Der Umgang mit negativen Bewertungen
Sachlich, kurz, ohne jeden Fallbezug antworten – etwa mit dem Hinweis, dass man das Feedback ernst nimmt und zu einem persönlichen Austausch einlädt, ohne den Sachverhalt öffentlich zu kommentieren. Die inhaltliche Auseinandersetzung gehört in ein persönliches Gespräch, nicht in die öffentliche Antwortfunktion.
Warum sich der Aufwand lohnt
Gerade in Branchen, in denen eine einzelne neue Anfrage vier- bis fünfstellig wert sein kann, ist die Bewertungsanzahl und -qualität ein entscheidender Faktor bei der Auswahl durch potenzielle Mandanten oder Patienten. Wer hier durch Zurückhaltung auf Sichtbarkeit verzichtet, überlässt dieses Feld kampflos der Konkurrenz, die aktiv sammelt.
Häufige Fragen
Darf ich überhaupt aktiv nach einer Bewertung fragen?
Ja.
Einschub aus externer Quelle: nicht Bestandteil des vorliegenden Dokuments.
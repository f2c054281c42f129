//! Application services layer - Use cases and business logic.
//!
//! Services depend on repository traits rather than concrete stores.

mod author_service;

pub use author_service::{AuthorManager, AuthorService};

#[cfg(any(test, feature = "test-utils"))]
pub use author_service::MockAuthorService;
//! OpenAPI documentation served through Swagger UI.

use utoipa::OpenApi;

use crate::api::handlers::author_handler;
use crate::domain::Author;

#[derive(OpenApi)]
#[openapi(
    info(
        title = "Author API",
        version = "0.1.0",
        description = "Author records over PostgreSQL with a retrying startup connector"
    ),
    servers((url = "http://localhost:8080", description = "Local development server")),
    paths(
        author_handler::list_authors,
        author_handler::get_author,
        author_handler::create_author,
        author_handler::update_author,
    ),
    components(schemas(
        Author,
        author_handler::CreateAuthorRequest,
        author_handler::UpdateAuthorRequest,
    )),
    tags((name = "Authors", description = "Author management operations"))
)]
pub struct ApiDoc;
//! Database migrations.
//!
//! Migration names follow the pattern: m{YYYYMMDD}_{NNNNNN}_{description}

use sea_orm_migration::prelude::*;

mod m20240101_000001_create_authors_table;

pub struct Migrator;

#[async_trait::async_trait]
impl MigratorTrait for Migrator {
    fn migrations() -> Vec<Box<dyn MigrationTrait>> {
        vec![Box::new(m20240101_000001_create_authors_table::Migration)]
    }
}
//! Author API - Application entry point
//!
//! CLI-based entry point that dispatches to the serve, batch, and migrate commands.

use clap::Parser;

use author_api::{
    cli::{Cli, Commands},
    commands,
    config::{Config, FALLBACK_ENV_LABEL},
    logging::{self, LogFile},
};

#[tokio::main]
async fn main() {
    let cli = Cli::parse();
    let env = cli.environment();

    let config = match Config::load(&cli.config_dir, env.as_deref()) {
        Ok(config) => config,
        Err(e) => {
            // No log path is known yet, so report on the console only
            if logging::init(cli.verbose, None).is_ok() {
                tracing::error!("Failed to load configuration: {}", e);
            } else {
                eprintln!("Failed to load configuration: {}", e);
            }
            std::process::exit(1);
        }
    };

    let log_file = LogFile::new(&config.log.path, cli.app_name());
    let log_guard = match logging::init(cli.verbose, Some(&log_file)) {
        Ok(guard) => guard,
        Err(e) => {
            eprintln!("Failed to initialize logging: {}", e);
            std::process::exit(1);
        }
    };

    tracing::info!(
        app = cli.app_name(),
        env = env.as_deref().unwrap_or(FALLBACK_ENV_LABEL),
        "Configuration loaded"
    );
    tracing::info!(?config, "Effective configuration");

    let result = match cli.command {
        Commands::Serve(args) => commands::serve::execute(args, config).await,
        Commands::Batch(args) => commands::batch::execute(args, config).await,
        Commands::Migrate(args) => commands::migrate::execute(args, config).await,
    };

    if let Err(e) = result {
        tracing::error!("Command failed: {}", e);
        // process::exit skips destructors; flush the file writer first
        drop(log_guard);
        std::process::exit(1);
    }
}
Die neutrale Bitte um eine allgemeine Bewertung Ihrer Praxis oder Kanzlei ist unproblematisch, solange kein Fallbezug hergestellt wird.
Was, wenn der Mandant oder Patient selbst Details in die Bewertung schreibt?
Das liegt in dessen eigener Entscheidung und ist rechtlich anders zu bewerten als eine Preisgabe durch Sie selbst. Trotzdem sollten Sie eine solche Bewertung nicht ungefragt öffentlich weiterverbreiten.
Kann ich eine Bewertung löschen lassen, die Details verrät?
Bei Google lässt sich eine Meldung wegen Persönlichkeitsrechtsverletzung einreichen. Das ist ein separater Prozess, unabhängig von der eigenen Schweigepflicht.
Gilt das auch für WhatsApp-Nachrichten mit Bewertungslink?
Ja – dieselbe Regel gilt kanalunabhängig: neutral formulieren, keinen Fallbezug herstellen.